# Naive Model

## 1. Problem Description

The Household Power Consumption dataset is a multivariate time series dataset that describes
the electricity consumption for a single household over four years. The data was collected
between December 2006 and November 2010 and observations of power consumption within the
household were collected every minute. It is a multivariate series comprised of seven variables
(besides the date and time); they are:<br>
* global active power: The total active power consumed by the household (kilowatts).
* global reactive power: The total reactive power consumed by the household (kilowatts).
* voltage: Average voltage (volts).
* global intensity: Average current intensity (amps).
* sub metering 1: Active energy for kitchen (watt-hours of active energy).
* sub metering 2: Active energy for laundry (watt-hours of active energy).
* sub metering 3: Active energy for climate control systems (watt-hours of active energy).

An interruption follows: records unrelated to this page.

// ============================================================
// Training Loop
// ============================================================
// Epoch loop over burn's DataLoader, one Enhancer.fit per batch.
//
//   - training batches on TrainBackend (Autodiff<NdArray>)
//   - validation batches on InferBackend — no autodiff overhead
//   - learning rate multiplied by lr_decay every lr_period epochs
//   - weights saved after every epoch (one file per configuration,
//     overwritten in place)
//   - one metrics.csv row per epoch
//
// Reference: Kingma & Ba (2015) Adam

use anyhow::Result;
use burn::data::dataloader::DataLoaderBuilder;
use indicatif::{ProgressBar, ProgressStyle};

use crate::application::train_use_case::TrainConfig;
use crate::data::{batcher::SrBatcher, dataset::PatchDataset};
use crate::infra::metrics::{EpochMetrics, MetricsLogger};
use crate::ml::enhancer::Enhancer;
use crate::ml::{Device, InferBackend, TrainBackend};

pub fn run_training(
    cfg: &TrainConfig,
    train_dataset: PatchDataset,
    val_dataset: PatchDataset,
    mut enhancer: Enhancer,
    metrics: MetricsLogger,
) -> Result<()> {
    let device = Device::default();

    let train_count = train_dataset.patch_count();
    if train_count == 0 {
        anyhow::bail!(
            "no training patches produced — check the images directory and --batch-shape"
        );
    }
    let batches_per_epoch = train_count.div_ceil(cfg.batch_size);

    let train_batcher = SrBatcher::<TrainBackend>::new(device.clone());
    let train_loader = DataLoaderBuilder::new(train_batcher)
        .batch_size(cfg.batch_size)
        .shuffle(42)
        .num_workers(1)
        .build(train_dataset);

    let val_batcher = SrBatcher::<InferBackend>::new(device.clone());
    let val_loader = DataLoaderBuilder::new(val_batcher)
        .batch_size(cfg.batch_size)
        .num_workers(1)
        .build(val_dataset);

    let mut lr = cfg.lr;
    enhancer.set_learning_rate(lr);

    for epoch in 1..=cfg.epochs {
        // ── Learning rate schedule ────────────────────────────────────────────
        if epoch > 1 && (epoch - 1) % cfg.lr_period == 0 {
            lr *= cfg.lr_decay;
            enhancer.set_learning_rate(lr);
            tracing::info!("epoch {}: learning rate decayed to {:e}", epoch, lr);
        }

        // ── Training phase ────────────────────────────────────────────────────
        let progress = ProgressBar::new(batches_per_epoch as u64);
        progress.set_style(
            ProgressStyle::with_template(
                "{prefix} [{bar:30}] {pos}/{len} batches",
            )?
            .progress_chars("=> "),
        );
        progress.set_prefix(format!("epoch {epoch}/{}", cfg.epochs));

        let mut train_loss_sum = 0.0f64;
        let mut train_psnr_sum = 0.0f64;
        let mut train_batches = 0usize;

        for batch in train_loader.iter() {
            let step = enhancer.fit(batch);
            train_loss_sum += step.loss;
            train_psnr_sum += step.psnr;
            train_batches += 1;
            progress.inc(1);
        }
        progress.finish_and_clear();

        let avg_train_loss = train_loss_sum / train_batches.max(1) as f64;
        let avg_train_psnr = train_psnr_sum / train_batches.max(1) as f64;

        // ── Validation phase ──────────────────────────────────────────────────
        let mut val_loss_sum = 0.0f64;
        let mut val_psnr_sum = 0.0f64;
        let mut val_batches = 0usize;

        for batch in val_loader.iter() {
            let step = enhancer.validate(batch);
            val_loss_sum += step.loss;
            val_psnr_sum += step.psnr;
            val_batches += 1;
        }

        let (avg_val_loss, avg_val_psnr) = if val_batches > 0 {
            (
                val_loss_sum / val_batches as f64,
                val_psnr_sum / val_batches as f64,
            )
        } else {
            (f64::NAN, f64::NAN)
        };

        println!(
            "Epoch {:>3}/{} | train_loss={:.6} | train_psnr={:.2}dB | val_loss={:.6} | val_psnr={:.2}dB",
            epoch, cfg.epochs, avg_train_loss, avg_train_psnr, avg_val_loss, avg_val_psnr,
        );

        metrics.log(&EpochMetrics::new(
            epoch,
            avg_train_loss,
            avg_train_psnr,
            avg_val_loss,
            avg_val_psnr,
        ))?;

        enhancer.save()?;
        tracing::debug!("weights saved after epoch {}", epoch);
    }

    tracing::info!("training complete");
    Ok(())
}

Active and reactive energy refer to the technical details of alternative current. A fourth
sub-metering variable can be created by subtracting the sum of three defined sub-metering
variables from the total active energy. This dataset was introduced and analyzed in Chapter 16.
Refer to that chapter for more details if needed.

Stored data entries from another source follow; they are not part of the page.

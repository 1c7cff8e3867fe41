// ============================================================
// Metrics Logger
// ============================================================
// Appends one CSV row per training epoch so runs can be plotted
// and compared afterwards.
//
// Output file: {models_dir}/metrics.csv
//
//   epoch,train_loss,train_psnr,val_loss,val_psnr
//   1,0.021400,16.696421,0.019850,17.022156
//   ...
//
// Loss is MSE on [0,1] pixels; PSNR is in decibels, higher is
// better. val_psnr diverging downwards from train_psnr is the
// overfitting signal to watch.

use anyhow::Result;
use serde::{Deserialize, Serialize};
use std::{
    fs::{self, OpenOptions},
    io::Write,
    path::PathBuf,
};

/// One row of metrics for a single training epoch.
#[derive(Debug, Clone, Serialize, Deserialize)]
pub struct EpochMetrics {
    /// The epoch number (starts at 1)
    pub epoch: usize,

    /// Average MSE over all training batches
    pub train_loss: f64,

    /// Average PSNR (dB) over all training batches
    pub train_psnr: f64,

    /// Average MSE on the held-out validation set
    pub val_loss: f64,

    /// Average PSNR (dB) on the held-out validation set
    pub val_psnr: f64,
}

impl EpochMetrics {
    pub fn new(
        epoch: usize,
        train_loss: f64,
        train_psnr: f64,
        val_loss: f64,
        val_psnr: f64,
    ) -> Self {
        Self {
            epoch,
            train_loss,
            train_psnr,
            val_loss,
            val_psnr,
        }
    }

    /// True if this epoch beat the previous best validation PSNR.
    pub fn is_improvement(&self, best_val_psnr: f64) -> bool {
        self.val_psnr > best_val_psnr
    }
}

/// Appends epoch metrics to a CSV file.
pub struct MetricsLogger {
    csv_path: PathBuf,
}

impl MetricsLogger {
    /// Create the logger, writing the CSV header if the file is new
    /// so repeated runs append rather than clobber.
    pub fn new(dir: impl Into<PathBuf>) -> Result<Self> {
        let dir = dir.into();
        fs::create_dir_all(&dir)?;

        let csv_path = dir.join("metrics.csv");
        if !csv_path.exists() {
            let mut f = fs::File::create(&csv_path)?;
            writeln!(f, "epoch,train_loss,train_psnr,val_loss,val_psnr")?;
        }

        Ok(Self { csv_path })
    }

    /// Append one epoch's metrics as a new row.
    pub fn log(&self, m: &EpochMetrics) -> Result<()> {
        let mut f = OpenOptions::new().append(true).open(&self.csv_path)?;
        writeln!(
            f,
            "{},{:.6},{:.6},{:.6},{:.6}",
            m.epoch, m.train_loss, m.train_psnr, m.val_loss, m.val_psnr,
        )?;

        tracing::debug!(
            "logged epoch {}: train_psnr={:.2}dB val_psnr={:.2}dB",
            m.epoch,
            m.train_psnr,
            m.val_psnr,
        );
        Ok(())
    }

    pub fn csv_path(&self) -> &PathBuf {
        &self.csv_path
    }
}

// ─── Unit Tests ───────────────────────────────────────────────────────────────
#[cfg(test)]
mod tests {
    use super::*;

    #[test]
    fn test_is_improvement() {
        let m = EpochMetrics::new(2, 0.02, 17.1, 0.021, 16.8);
        // Higher PSNR is better
        assert!(m.is_improvement(16.0));
        assert!(!m.is_improvement(17.5));
    }
}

## 2. Load and Prepare Dataset

In [None]:
# load and clean-up the power usage dataset
from numpy import nan
from numpy import isnan
from pandas import read_csv

In [None]:
# fill missing values with a value at the same time one day ago
def fill_missing(values):
 one_day = 60 * 24
 for row in range(values.shape[0]):
  for col in range(values.shape[1]):
   if isnan(values[row, col]):
    values[row, col] = values[row - one_day, col]

In [None]:
# load all data
dataset = read_csv('household_power_consumption.txt', sep=';', header=0, low_memory=False,
infer_datetime_format=True, parse_dates={'datetime':[0,1]}, index_col=['datetime'])

In [None]:
# mark all missing values
dataset.replace('?', nan, inplace=True)
# make dataset numeric
dataset = dataset.astype('float32')

In [None]:
# fill missing
fill_missing(dataset.values)

In [None]:
# add a column for for the remainder of sub metering
values = dataset.values
dataset['sub_metering_4'] = (values[:,0] * 1000 / 60) - (values[:,4] + values[:,5] +
values[:,6])

In [None]:
# save updated dataset
dataset.to_csv('household_power_consumption.csv')

In [None]:
# naive forecast strategies for the power usage dataset
from math import sqrt
from numpy import split
from numpy import array
from pandas import read_csv
from sklearn.metrics import mean_squared_error
from matplotlib import pyplot

# split a univariate dataset into train/test sets
def split_dataset(data):
 # split into standard weeks
 train, test = data[1:-328], data[-328:-6]
 # restructure into windows of weekly data
 train = array(split(train, len(train)/7))
 test = array(split(test, len(test)/7))
 return train, test

# evaluate one or more weekly forecasts against expected values
def evaluate_forecasts(actual, predicted):
 scores = list()
 # calculate an RMSE score for each day
 for i in range(actual.shape[1]):
 # calculate mse
 mse = mean_squared_error(actual[:, i], predicted[:, i])
 # calculate rmse
 rmse = sqrt(mse)
 # store
 scores.append(rmse)
 # calculate overall RMSE
 s = 0
 for row in range(actual.shape[0]):
  for col in range(actual.shape[1]):
   s += (actual[row, col] - predicted[row, col])**2
 score = sqrt(s / (actual.shape[0] * actual.shape[1]))
 return score, scores

# summarize scores
def summarize_scores(name, score, scores):
 s_scores = ', '.join(['%.1f' % s for s in scores])
 print('%s: [%.3f] %s' % (name, score, s_scores))

# evaluate a single model
def evaluate_model(model_func, train, test):
 # history is a list of weekly data
 history = [x for x in train]
 # walk-forward validation over each week
 predictions = list()
 for i in range(len(test)):
  # predict the week
  yhat_sequence = model_func(history)
  # store the predictions
  predictions.append(yhat_sequence)
  # get real observation and add to history for predicting the next week
  history.append(test[i, :])
 predictions = array(predictions)
 # evaluate predictions days for each week
 score, scores = evaluate_forecasts(test[:, :, 0], predictions)
 return score, scores

# daily persistence model
def daily_persistence(history):
  # get the data for the prior week
 last_week = history[-1]
 # get the total active power for the last day
 value = last_week[-1, 0]
 # prepare 7 day forecast
 forecast = [value for _ in range(7)]
 return forecast

# weekly persistence model
def weekly_persistence(history):
 # get the data for the prior week
 last_week = history[-1]
 return last_week[:, 0]

# week one year ago persistence model
def week_one_year_ago_persistence(history):
 # get the data for the prior week
 last_week = history[-52]
 return last_week[:, 0]

# load the new file
dataset = read_csv('household_power_consumption_days.csv', header=0,
infer_datetime_format=True, parse_dates=['datetime'], index_col=['datetime'])
# split into train and test
train, test = split_dataset(dataset.values)
# define the names and functions for the models we wish to evaluate
models = dict()
models['daily'] = daily_persistence
models['weekly'] = weekly_persistence
models['week-oya'] = week_one_year_ago_persistence
# evaluate each model
days = ['sun', 'mon', 'tue', 'wed', 'thr', 'fri', 'sat']
for name, func in models.items():
 # evaluate and get scores
 score, scores = evaluate_model(func, train, test)
 # summarize scores
 summarize_scores(name, score, scores)
 # plot scores
 pyplot.plot(days, scores, marker='o', label=name)
# show plot
pyplot.legend()
pyplot.show()